**WORK REQUIRED:** Tally the lines in the listing below that contain the string "limit", and state only the total.

**SUPPLIED MATERIAL:**

//! Per-task ring buffers with monotonically increasing sequence numbers.

use std::collections::{HashMap, VecDeque};
use std::time::{Duration, Instant};

use parking_lot::Mutex;

use super::LogRecord;
use crate::task::TaskId;

/// Result of a paged query: records plus the `from` to use for the next
/// page.
#[derive(Debug, Default, Clone)]
pub struct LogQueryResult {
    pub records: Vec<LogRecord>,
    pub next_from: u64,
}

struct PerTaskBuf {
    q: VecDeque<LogRecord>,
    next_seq: u64,
    last_touch: Instant,
}

impl PerTaskBuf {
    fn new() -> Self {
        Self { q: VecDeque::new(), next_seq: 1, last_touch: Instant::now() }
    }
}

/// Map of `(task_id.value, run_id)` to a bounded deque of records.
///
/// `append` assigns `seq = next_seq++` and evicts from the head once the
/// buffer exceeds `per_task_max_records`. Early sequence numbers may be
/// lost to eviction, so queries scan for the first record with
/// `seq >= from`.
pub struct TaskLogBuffer {
    bufs: Mutex<HashMap<(String, String), PerTaskBuf>>,
    per_task_max_records: usize,
}

impl TaskLogBuffer {
    pub fn new(per_task_max_records: usize) -> Self {
        Self { bufs: Mutex::new(HashMap::new()), per_task_max_records: per_task_max_records.max(1) }
    }

    fn key(task_id: &TaskId) -> (String, String) {
        (task_id.value.clone(), task_id.run_id.clone())
    }

    /// Append a record, returning the stored copy with its assigned `seq`.
    pub fn append(&self, rec: &LogRecord) -> LogRecord {
        let mut bufs = self.bufs.lock();
        let b = bufs.entry(Self::key(&rec.task_id)).or_insert_with(PerTaskBuf::new);
        b.last_touch = Instant::now();

        let mut stored = rec.clone();
        stored.seq = b.next_seq;
        b.next_seq += 1;
        b.q.push_back(stored.clone());

        while b.q.len() > self.per_task_max_records {
            b.q.pop_front();
        }
        stored
    }

    /// Page records with `seq >= from`, up to `limit`.
    pub fn query(&self, task_id: &TaskId, from: u64, limit: usize) -> LogQueryResult {
        let mut out = LogQueryResult { next_from: from, ..Default::default() };
        let mut bufs = self.bufs.lock();
        let Some(b) = bufs.get_mut(&Self::key(task_id)) else {
            return out;
        };
        b.last_touch = Instant::now();

        for rec in &b.q {
            if rec.seq >= from {
                out.records.push(rec.clone());
                if out.records.len() >= limit {
                    break;
                }
            }
        }
        if let Some(last) = out.records.last() {
            out.next_from = last.seq + 1;
        }
        out
    }

    /// Last `n` records for a task.
    pub fn tail(&self, task_id: &TaskId, n: usize) -> Vec<LogRecord> {
        let bufs = self.bufs.lock();
        let Some(b) = bufs.get(&Self::key(task_id)) else {
            return Vec::new();
        };
        let start = b.q.len().saturating_sub(n);
        b.q.iter().skip(start).cloned().collect()
    }

    pub fn clear(&self, task_id: &TaskId) {
        self.bufs.lock().remove(&Self::key(task_id));
    }

    /// Drop buffers untouched for longer than `max_age`.
    pub fn prune_older_than(&self, max_age: Duration) {
        let now = Instant::now();
        self.bufs.lock().retain(|_, b| now.duration_since(b.last_touch) <= max_age);
    }

    pub fn task_count(&self) -> usize {
        self.bufs.lock().len()
    }
}
//! HTTP call execution.
//!
//! `exec_command` is the URL. GET when `exec_params` is empty, otherwise
//! POST with the params form-encoded. Client timeouts derive from the
//! remaining deadline; success is any 2xx status.

use std::time::{Duration, Instant};

use async_trait::async_trait;
use tracing::info;

use super::ExecutionStrategy;
use crate::runner::ExecutionContext;
use crate::task::{TaskResult, TaskStatus};

/// Client timeout applied when the task has no deadline.
const DEFAULT_TIMEOUT: Duration = Duration::from_secs(30);

pub struct HttpCallStrategy;

#[async_trait]
impl ExecutionStrategy for HttpCallStrategy {
    async fn execute(&self, ctx: &ExecutionContext<'_>) -> TaskResult {
        let cfg = ctx.cfg;
        let start = Instant::now();

        if cfg.exec_command.is_empty() {
            return ctx.fail("empty http url");
        }
        if ctx.is_canceled() {
            return ctx.canceled("canceled before http call");
        }
        if ctx.is_timeout() {
            return ctx.timeout("timeout before http call");
        }
        if !cfg.exec_command.starts_with("http://") && !cfg.exec_command.starts_with("https://") {
            return ctx.fail(format!("unsupported or invalid url: {}", cfg.exec_command));
        }

        let timeout = ctx.remaining().unwrap_or(DEFAULT_TIMEOUT);
        let client = match reqwest::Client::builder().timeout(timeout).build() {
            Ok(c) => c,
            Err(e) => return ctx.fail(format!("http client build failed: {e}")),
        };

        let response = if cfg.exec_params.is_empty() {
            client.get(&cfg.exec_command).send().await
        } else {
            client.post(&cfg.exec_command).form(&cfg.exec_params).send().await
        };

        let mut r = TaskResult::default();
        match response {
            Ok(resp) => {
                let status = resp.status();
                if cfg.capture_output {
                    r.stdout = resp.text().await.unwrap_or_default();
                }
                if status.is_success() {
                    r.status = TaskStatus::Success;
                } else {
                    r.status = TaskStatus::Failed;
                    r.message = format!("http status {}", status.as_u16());
                    if status.is_server_error() {
                        // 5xx stays retry-eligible for the remote path.
                        r.metadata.insert("retryable".into(), "true".into());
                    }
                }
            }
            Err(e) if e.is_timeout() && ctx.deadline().is_some() => {
                r.status = TaskStatus::Timeout;
                r.message = "http call timed out".into();
            }
            Err(e) if ctx.is_canceled() => {
                r.status = TaskStatus::Canceled;
                r.message = format!("canceled during http call: {e}");
            }
            Err(e) => {
                r.status = TaskStatus::Failed;
                r.message = format!("http error: {e}");
                r.metadata.insert("retryable".into(), "true".into());
            }
        }

        r.duration_ms = start.elapsed().as_millis() as i64;
        info!(task = %cfg.id, status = r.status.as_str(), "http call finished");
        r
    }
}

#[cfg(test)]
mod tests {
    use super::*;
    use crate::runner::CancelToken;
    use crate::task::TaskConfig;
    use wiremock::matchers::{body_string_contains, method, path};
    use wiremock::{Mock, MockServer, ResponseTemplate};

    fn http_cfg(url: String) -> TaskConfig {
        let mut cfg = TaskConfig::new("http-test");
        cfg.exec_command = url;
        cfg
    }

    #[tokio::test]
    async fn get_on_2xx_succeeds() {
        let server = MockServer::start().await;
        Mock::given(method("GET"))
            .and(path("/ping"))
            .respond_with(ResponseTemplate::new(200).set_body_string("pong"))
            .mount(&server)
            .await;

        let cfg = http_cfg(format!("{}/ping", server.uri()));
        let ctx = ExecutionContext::new(&cfg, CancelToken::new(), None);
        let r = HttpCallStrategy.execute(&ctx).await;
        assert!(r.ok());
        assert_eq!(r.stdout, "pong");
    }

    #[tokio::test]
    async fn params_switch_to_form_post() {
        let server = MockServer::start().await;
        Mock::given(method("POST"))
            .and(path("/submit"))
            .and(body_string_contains("key=value"))
            .respond_with(ResponseTemplate::new(204))
            .mount(&server)
            .await;

        let mut cfg = http_cfg(format!("{}/submit", server.uri()));
        cfg.exec_params.insert("key".into(), "value".into());
        let ctx = ExecutionContext::new(&cfg, CancelToken::new(), None);
        let r = HttpCallStrategy.execute(&ctx).await;
        assert!(r.ok());
    }

    #[tokio::test]
    async fn server_error_is_retryable_failure() {
        let server = MockServer::start().await;
        Mock::given(method("GET")).respond_with(ResponseTemplate::new(503)).mount(&server).await;

        let cfg = http_cfg(server.uri());
        let ctx = ExecutionContext::new(&cfg, CancelToken::new(), None);
        let r = HttpCallStrategy.execute(&ctx).await;
        assert_eq!(r.status, TaskStatus::Failed);
        assert_eq!(r.metadata.get("retryable").map(String::as_str), Some("true"));
    }

    #[tokio::test]
    async fn deadline_produces_timeout() {
        let server = MockServer::start().await;
        Mock::given(method("GET"))
            .respond_with(ResponseTemplate::new(200).set_delay(Duration::from_secs(10)))
            .mount(&server)
            .await;

        let cfg = http_cfg(server.uri());
        let deadline = Instant::now() + Duration::from_millis(100);
        let ctx = ExecutionContext::new(&cfg, CancelToken::new(), Some(deadline));
        let r = HttpCallStrategy.execute(&ctx).await;
        assert_eq!(r.status, TaskStatus::Timeout);
    }

    #[tokio::test]
    async fn bad_scheme_rejected() {
        let cfg = http_cfg("ftp://example.com".into());
        let ctx = ExecutionContext::new(&cfg, CancelToken::new(), None);
        let r = HttpCallStrategy.execute(&ctx).await;
        assert_eq!(r.status, TaskStatus::Failed);
    }
}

**REPLY:** 3